Donnez à Arthur, il les lira.

                              Arthur, lisant.
          Mignonne, allons voir si la rose
          Qui, ce matin, avoit desclose
          Sa robe de pourpre au soleil,
          N'a point perdu, cette vesprée,
          Les plis de sa robe pourprée,
          Et son teint au vostre pareil.

          Las ! voyez comme en peu d'espace,
          Mignonne, elle a, dessus la place,
          Là, là, ses beautés laissé choir.
          O vrayment marastre nature !
          Puisqu'une telle fleur ne dure
          Que du matin jusques au soir !

          Or donc, écoutez-moi, mignonne :
          Tandis que votre âge fleuronne,
          Dans sa plus verte nouveauté,
          Cueillez, cueillez votre jeunesse ;
          Comme à cette fleur, la vieillesse
          Fera ternir votre beauté.
                              
                              La duchesse de Guise, toujours distraite.
Mais il me semble qu'ils sont bien, ces vers.

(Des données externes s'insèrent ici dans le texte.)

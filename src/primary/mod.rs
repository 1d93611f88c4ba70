//! Primary (fast, quota-limited) acquisition path.
//!
//! The primary source hands out short-lived download URLs through a JSON
//! endpoint. Every answer carries the account's daily allowance, which is
//! persisted through the [`QuotaTracker`] whether or not a URL came back.
//!
//! Flow for [`PrimaryDownloader::acquire`]:
//! 1. resolve a URL (short timeout);
//! 2. stream it to the temp directory (long timeout);
//! 3. on a transient transfer failure, resolve again against the next mirror
//!    index until the configured attempts are used up.
//!
//! Quota exhaustion and other API refusals are returned as values, not
//! errors, so the orchestrator can route to the fallback.

mod api;
mod error;

pub use api::{AccountQuota, FastDownloadResponse, ResolveOutcome, is_exhaustion_message};
pub use error::PrimaryError;

use std::path::Path;
use std::time::Duration;

use tracing::{debug, info, instrument, warn};
use url::Url;

use crate::download::{
    CancelToken, FailureKind, HttpClient, ProgressSender, TransferRequest, TransferResult,
    classify_error,
};
use crate::quota::QuotaTracker;

/// Path of the resolution endpoint under the API base.
const FAST_DOWNLOAD_PATH: &str = "dyn/api/fast_download.json";

/// Connection settings for the primary API.
#[derive(Debug, Clone)]
pub struct PrimaryConfig {
    /// Base URL, e.g. `https://primary.example.org/`.
    pub api_base: String,
    /// Account secret sent as the `key` query parameter.
    pub key: String,
    pub resolve_timeout: Duration,
    /// Default `path_index` when the caller gives no hint.
    pub path_index: Option<u32>,
    /// First `domain_index` tried; later attempts increment it.
    pub domain_index: Option<u32>,
    /// How many mirror indexes to try on transient transfer failures.
    pub mirror_attempts: u32,
}

/// Result of one resolution call.
#[derive(Debug, Clone, PartialEq, Eq)]
pub struct Resolution {
    pub outcome: ResolveOutcome,
    pub quota: Option<AccountQuota>,
}

/// Where the payload should land.
#[derive(Debug, Clone, Copy)]
pub struct AcquireTarget<'a> {
    pub hash: &'a str,
    pub format: Option<&'a str>,
    pub temp_dir: &'a Path,
}

/// Terminal outcome of a primary acquisition that did not error.
#[derive(Debug, Clone, PartialEq, Eq)]
pub enum PrimaryAcquisition {
    Downloaded(TransferResult),
    QuotaExhausted { message: String },
    /// The API refused for a reason other than quota.
    Unavailable { message: String },
}

/// Resolves and streams artifacts from the primary source.
#[derive(Debug, Clone)]
pub struct PrimaryDownloader {
    config: PrimaryConfig,
    endpoint: Url,
    client: HttpClient,
    quota: QuotaTracker,
}

impl PrimaryDownloader {
    /// # Errors
    ///
    /// Returns [`PrimaryError::InvalidBaseUrl`] if `config.api_base` does not
    /// parse as an absolute URL.
    pub fn new(
        config: PrimaryConfig,
        client: HttpClient,
        quota: QuotaTracker,
    ) -> Result<Self, PrimaryError> {
        let endpoint = build_endpoint(&config.api_base)?;
        Ok(Self {
            config,
            endpoint,
            client,
            quota,
        })
    }

    /// Asks the primary API for a download URL.
    ///
    /// Any quota object in the answer is persisted before this returns, on
    /// success and on failure alike.
    ///
    /// # Errors
    ///
    /// Returns [`PrimaryError`] on network failure, timeout, or an unreadable
    /// response. API-level refusals are reported through
    /// [`Resolution::outcome`].
    #[instrument(skip(self), fields(hash = %hash))]
    pub async fn resolve_url(
        &self,
        hash: &str,
        path_hint: Option<u32>,
        domain_hint: Option<u32>,
    ) -> Result<Resolution, PrimaryError> {
        let url = self.request_url(hash, path_hint, domain_hint);

        let response = self
            .client
            .inner()
            .get(url)
            .timeout(self.config.resolve_timeout)
            .send()
            .await
            .map_err(|e| PrimaryError::network(self.endpoint.as_str(), e))?;

        let status = response.status();
        let body = response
            .text()
            .await
            .map_err(|e| PrimaryError::network(self.endpoint.as_str(), e))?;

        let parsed: FastDownloadResponse = match serde_json::from_str(&body) {
            Ok(parsed) => parsed,
            Err(error) if status.is_success() => {
                return Err(PrimaryError::InvalidResponse {
                    message: error.to_string(),
                });
            }
            Err(_) => {
                return Err(PrimaryError::HttpStatus {
                    status: status.as_u16(),
                });
            }
        };

        if let Some(quota) = &parsed.account_fast_download_info {
            self.quota
                .record_best_effort(hash, quota.downloads_left, quota.downloads_per_day)
                .await;
        }

        let outcome = parsed.outcome();
        debug!(status = status.as_u16(), outcome = ?outcome, "primary resolution");
        Ok(Resolution {
            outcome,
            quota: parsed.account_fast_download_info,
        })
    }

    /// Resolves and streams `target.hash` to the temp directory.
    ///
    /// # Errors
    ///
    /// Returns [`PrimaryError`] when resolution fails at the transport level
    /// or the transfer fails after all mirror attempts.
    #[instrument(skip(self, target, progress, cancel), fields(hash = %target.hash))]
    pub async fn acquire(
        &self,
        target: &AcquireTarget<'_>,
        progress: &ProgressSender,
        cancel: &CancelToken,
    ) -> Result<PrimaryAcquisition, PrimaryError> {
        let attempts = self.config.mirror_attempts.max(1);
        let first_domain = self.config.domain_index.unwrap_or(0);
        let mut attempt: u32 = 0;

        loop {
            let resolution = self
                .resolve_url(target.hash, None, Some(first_domain + attempt))
                .await?;

            let url = match resolution.outcome {
                ResolveOutcome::Ready { url } => url,
                ResolveOutcome::QuotaExhausted { message } => {
                    info!(message = %message, "primary quota exhausted");
                    return Ok(PrimaryAcquisition::QuotaExhausted { message });
                }
                ResolveOutcome::Failed { message } => {
                    warn!(message = %message, "primary API declined");
                    return Ok(PrimaryAcquisition::Unavailable { message });
                }
            };

            let request = TransferRequest {
                url: &url,
                hash: target.hash,
                format: target.format,
                output_dir: target.temp_dir,
            };

            match self.client.download(&request, progress, cancel).await {
                Ok(result) => return Ok(PrimaryAcquisition::Downloaded(result)),
                Err(error) => {
                    attempt += 1;
                    let retryable = classify_error(&error) == FailureKind::TransientNetwork;
                    if retryable && attempt < attempts && !cancel.is_cancelled() {
                        warn!(
                            attempt,
                            max_attempts = attempts,
                            error = %error,
                            "primary transfer failed, trying next mirror"
                        );
                        continue;
                    }
                    return Err(error.into());
                }
            }
        }
    }

    fn request_url(&self, hash: &str, path_hint: Option<u32>, domain_hint: Option<u32>) -> Url {
        let mut url = self.endpoint.clone();
        {
            let mut query = url.query_pairs_mut();
            query.append_pair("md5", hash);
            query.append_pair("key", &self.config.key);
            if let Some(path_index) = path_hint.or(self.config.path_index) {
                query.append_pair("path_index", &path_index.to_string());
            }
            if let Some(domain_index) = domain_hint.or(self.config.domain_index) {
                query.append_pair("domain_index", &domain_index.to_string());
            }
        }
        url
    }
}

fn build_endpoint(api_base: &str) -> Result<Url, PrimaryError> {
    let invalid = || PrimaryError::InvalidBaseUrl {
        url: api_base.to_string(),
    };
    let mut base = Url::parse(api_base).map_err(|_| invalid())?;
    if !matches!(base.scheme(), "http" | "https") {
        return Err(invalid());
    }
    if !base.path().ends_with('/') {
        let path = format!("{}/", base.path());
        base.set_path(&path);
    }
    base.join(FAST_DOWNLOAD_PATH).map_err(|_| invalid())
}

#[cfg(test)]
#[allow(clippy::unwrap_used)]
mod tests {
    use super::*;

    #[test]
    fn test_build_endpoint_appends_api_path() {
        let endpoint = build_endpoint("https://primary.example.org").unwrap();
        assert_eq!(
            endpoint.as_str(),
            "https://primary.example.org/dyn/api/fast_download.json"
        );
        let nested = build_endpoint("https://primary.example.org/mirror").unwrap();
        assert_eq!(
            nested.as_str(),
            "https://primary.example.org/mirror/dyn/api/fast_download.json"
        );
    }

    #[test]
    fn test_build_endpoint_rejects_non_http() {
        assert!(matches!(
            build_endpoint("ftp://primary.example.org"),
            Err(PrimaryError::InvalidBaseUrl { .. })
        ));
        assert!(build_endpoint("primary.example.org").is_err());
    }
}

                              Arthur
Oh ! M. de Saint-Mégrin en fait au moins d'aussi jolis...

                              La duchesse de Guise.
M. de Saint-Mégrin ?...

                              Madame de Cossé.
Ce ne sont pas des vers amoureux, toujours...
                              Arthur.
Et pourquoi cela ?

                              Madame de Cossé.
Il est probable qu'il n'a encore trouvé aucune femme digne de son amour, puisqu'il le seul, parmi tous les jeunes gens de la cour, qui ne porte pas le chiffre de sa dame sur son manteau.

                              Arthur.
Et s'il aimait quelqu'un dont il ne pût porter le chiffre ?.. Cela peut être.

                              La duchesse de Guise.
Oui,... cela peut être.

                              Madame de Cossé, à Arthur.
Mais qu'a donc de si remarquable ce petit comte de Saint-Mégrin, pour être l'objet de votre enthousiasme ?

                              Arthur.
Si remarquable ?... Ah ! je ne demande rien que d'être digne de devenir son page, quand je ne pourrai plus être celui de ma belle cousine.

                              La duchesse de Guise.
Tu l'aimes donc bien ?...
                              
                              Arthur.
Si j'étais femme, je n'aurais pas d'autre chevalier.

                              La duchesse de Guise, vivement.
Mesdames, je puis achever seule ma toilette ; je vous rappellerai, si j'ai besoin de vous... Reste, Arthur, reste ; j'ai quelque commission à te donner.